Eg. “Ce machin-truche, qu’est-ce que c’est?” (That thingamadoodle, what is it?)


빵 (Bbang) Kor., (Edit: According to my coworker Chullsung’s long-ago teacher, from the Portugese, but in any case definitely from a Latin language)

n. bread, baked goods.

Eg. “빵이 맛있어요!” (Bread is delicious!)


뒹굴뒹굴 하다 (dwing·gul dwing·gul ha·da): Kor.

v. to relax, to lounge about, to laze around.

Eg. “오빠! 뒨굴뒨굴 하자!” (Honey, let’s just lounge around!)


거시기 (Ko·shi·gi): Kor. (slang).

n. a) thing of unknown nature or designation, thingamabob,

Eg. 그 거시기는 뭐야? (What is that thing?)

b) shorthand for any thing that the speaker wishes to designate by it, including but not limited to things too complex to spell out in informal conversation, or things which are to be explicitly referred to as things.

Eg. “내 거시기도 해!” (That [thing]’s mine too!) (Edit: apparently this one is just plain wrong as an example, misspelling and doesn’t even have the word I’m going on about, when properly written…)
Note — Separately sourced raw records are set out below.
//! Task types and the task state machine.

use chrono::{DateTime, Utc};
use serde::{Deserialize, Serialize};

use crate::error::{Error, Result};

// ---------------------------------------------------------------------------
// Task
// ---------------------------------------------------------------------------

/// Durable record of one requested unit of work.
#[derive(Debug, Clone, PartialEq, Serialize, Deserialize)]
pub struct Task {
    pub id: TaskId,

    /// Dispatcher correlation key. Provisional until the broker accepts the
    /// message, then the broker-assigned id. Unique across all tasks.
    pub message_id: String,

    pub channel_id: i64,
    pub task_type: TaskType,
    pub status: TaskStatus,

    pub created_at: DateTime<Utc>,
    /// Set only on Pending → Running.
    pub started_at: Option<DateTime<Utc>>,
    /// Set only on a transition into a terminal state.
    pub completed_at: Option<DateTime<Utc>>,
    pub error_message: Option<String>,

    /// User to notify once a StartTracking task completes.
    pub user_id_to_notify: Option<i64>,
}

impl Task {
    /// Apply a status transition in place, stamping the lifecycle timestamps.
    ///
    /// Used by stores that hold tasks in memory; the Postgres store performs
    /// the same checks in SQL.
    pub fn transition(
        &mut self,
        to: TaskStatus,
        error: Option<&str>,
        now: DateTime<Utc>,
    ) -> Result<()> {
        validate_transition(self.status, to)?;
        self.status = to;
        if to == TaskStatus::Running {
            self.started_at = Some(now);
        }
        if to.is_terminal() {
            self.completed_at = Some(now);
        }
        if let Some(error) = error {
            self.error_message = Some(error.to_string());
        }
        Ok(())
    }
}

/// Newtype for task ids (database serial).
#[derive(Debug, Clone, Copy, PartialEq, Eq, Hash, PartialOrd, Ord, Serialize, Deserialize)]
pub struct TaskId(pub i64);

impl std::fmt::Display for TaskId {
    fn fmt(&self, f: &mut std::fmt::Formatter<'_>) -> std::fmt::Result {
        write!(f, "{}", self.0)
    }
}

/// Validate a state transition, returning an error if disallowed.
pub fn validate_transition(from: TaskStatus, to: TaskStatus) -> Result<()> {
    if from.can_transition_to(to) {
        Ok(())
    } else {
        Err(Error::InvalidTransition {
            from: from.to_string(),
            to: to.to_string(),
        })
    }
}

// ---------------------------------------------------------------------------
// Task type
// ---------------------------------------------------------------------------

/// What kind of work a task performs. Each type has exactly one executor.
#[derive(Debug, Clone, Copy, PartialEq, Eq, Hash, Serialize, Deserialize)]
#[serde(rename_all = "snake_case")]
pub enum TaskType {
    /// Begin tracking a channel that is not tracked yet.
    StartTracking,
    /// Refresh data for a channel already under tracking.
    RevisitChannel,
}

impl TaskType {
    pub fn as_str(self) -> &'static str {
        match self {
            TaskType::StartTracking => "start_tracking",
            TaskType::RevisitChannel => "revisit_channel",
        }
    }
}

impl std::fmt::Display for TaskType {
    fn fmt(&self, f: &mut std::fmt::Formatter<'_>) -> std::fmt::Result {
        write!(f, "{}", self.as_str())
    }
}

impl std::str::FromStr for TaskType {
    type Err = Error;

    fn from_str(s: &str) -> Result<Self> {
        match s {
            "start_tracking" => Ok(TaskType::StartTracking),
            "revisit_channel" => Ok(TaskType::RevisitChannel),
            other => Err(Error::Validation(format!("unsupported task type: {other}"))),
        }
    }
}

/// Numeric task type code (0 = start tracking, 1 = revisit).
impl TryFrom<i32> for TaskType {
    type Error = Error;

    fn try_from(value: i32) -> Result<Self> {
        match value {
            0 => Ok(TaskType::StartTracking),
            1 => Ok(TaskType::RevisitChannel),
            other => Err(Error::Validation(format!("unsupported task type: {other}"))),
        }
    }
}

// ---------------------------------------------------------------------------
// Status
// ---------------------------------------------------------------------------

/// Lifecycle status of a task.
#[derive(Debug, Clone, Copy, PartialEq, Eq, Hash, Serialize, Deserialize)]
#[serde(rename_all = "snake_case")]
pub enum TaskStatus {
    /// Persisted, possibly queued, not picked up by a worker yet.
    Pending,
    /// A worker is executing it.
    Running,
    /// Done successfully. Terminal.
    Completed,
    /// Enqueue or execution failed. Terminal.
    Failed,
}

impl TaskStatus {
    /// Can transition from self to `to`?
    pub fn can_transition_to(self, to: TaskStatus) -> bool {
        use TaskStatus::*;
        matches!(
            (self, to),
            (Pending, Running)
                | (Pending, Failed) // enqueue failed
                | (Running, Completed)
                | (Running, Failed)
        )
    }

    /// Statuses from which `to` is reachable in one step.
    pub fn sources(to: TaskStatus) -> Vec<TaskStatus> {
        [
            TaskStatus::Pending,
            TaskStatus::Running,
            TaskStatus::Completed,
            TaskStatus::Failed,
        ]
        .into_iter()
        .filter(|from| from.can_transition_to(to))
        .collect()
    }

    /// Is this a terminal status?
    pub fn is_terminal(self) -> bool {
        matches!(self, TaskStatus::Completed | TaskStatus::Failed)
    }

    pub fn as_str(self) -> &'static str {
        match self {
            TaskStatus::Pending => "pending",
            TaskStatus::Running => "running",
            TaskStatus::Completed => "completed",
            TaskStatus::Failed => "failed",
        }
    }
}

impl std::fmt::Display for TaskStatus {
    fn fmt(&self, f: &mut std::fmt::Formatter<'_>) -> std::fmt::Result {
        write!(f, "{}", self.as_str())
    }
}

impl std::str::FromStr for TaskStatus {
    type Err = Error;

    fn from_str(s: &str) -> Result<Self> {
        match s {
            "pending" => Ok(TaskStatus::Pending),
            "running" => Ok(TaskStatus::Running),
            "completed" => Ok(TaskStatus::Completed),
            "failed" => Ok(TaskStatus::Failed),
            other => Err(Error::Validation(format!("unknown task status: {other}"))),
        }
    }
}

// ---------------------------------------------------------------------------
// Queue payload
// ---------------------------------------------------------------------------

/// The message body handed to the broker for one task.
#[derive(Debug, Clone, Copy, PartialEq, Eq, Serialize, Deserialize)]
pub struct TaskMessage {
    pub task_type: TaskType,
    pub channel_id: i64,
}

// ---------------------------------------------------------------------------
// Builder
// ---------------------------------------------------------------------------

/// Parameters for persisting a new task.
#[derive(Debug, Clone)]
pub struct NewTask {
    pub(crate) message_id: String,
    pub(crate) task_type: TaskType,
    pub(crate) channel_id: i64,
    pub(crate) user_id_to_notify: Option<i64>,
}

impl NewTask {
    pub fn new(task_type: TaskType, channel_id: i64, message_id: impl Into<String>) -> Self {
        Self {
            message_id: message_id.into(),
            task_type,
            channel_id,
            user_id_to_notify: None,
        }
    }

    pub fn notify(mut self, user_id: Option<i64>) -> Self {
        self.user_id_to_notify = user_id;
        self
    }
}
Eg. “모르겠어… 그런데 그 거시기를 안밨어.” (I dunno… but I didn’t see that thing.)

c) penis

Eg. “거시기 아퍼!” (My penis hurts!)


heliotype (he·li·o·type): En (19th cent/archaic.).

n. A photomechanically produced plate for pictures or type made by exposing a gelatin film under a negative, hardening it with chrome alum, and printing directly from it. (Definition from here.)

Or, according to the Oxford English Dictionary:

A picture obtained by printing from a film of gelatine which has been sensitized with bichromate of potash and exposed to light under a negative; also, the process by which such a picture is produced.


That last one I encountered perhaps for the first time in a China Mieville novel, but I’ve seen it again and again since. Beautiful word, much nice than “photograph”, which is what he substitutes it for in his Bas-Lag fictions.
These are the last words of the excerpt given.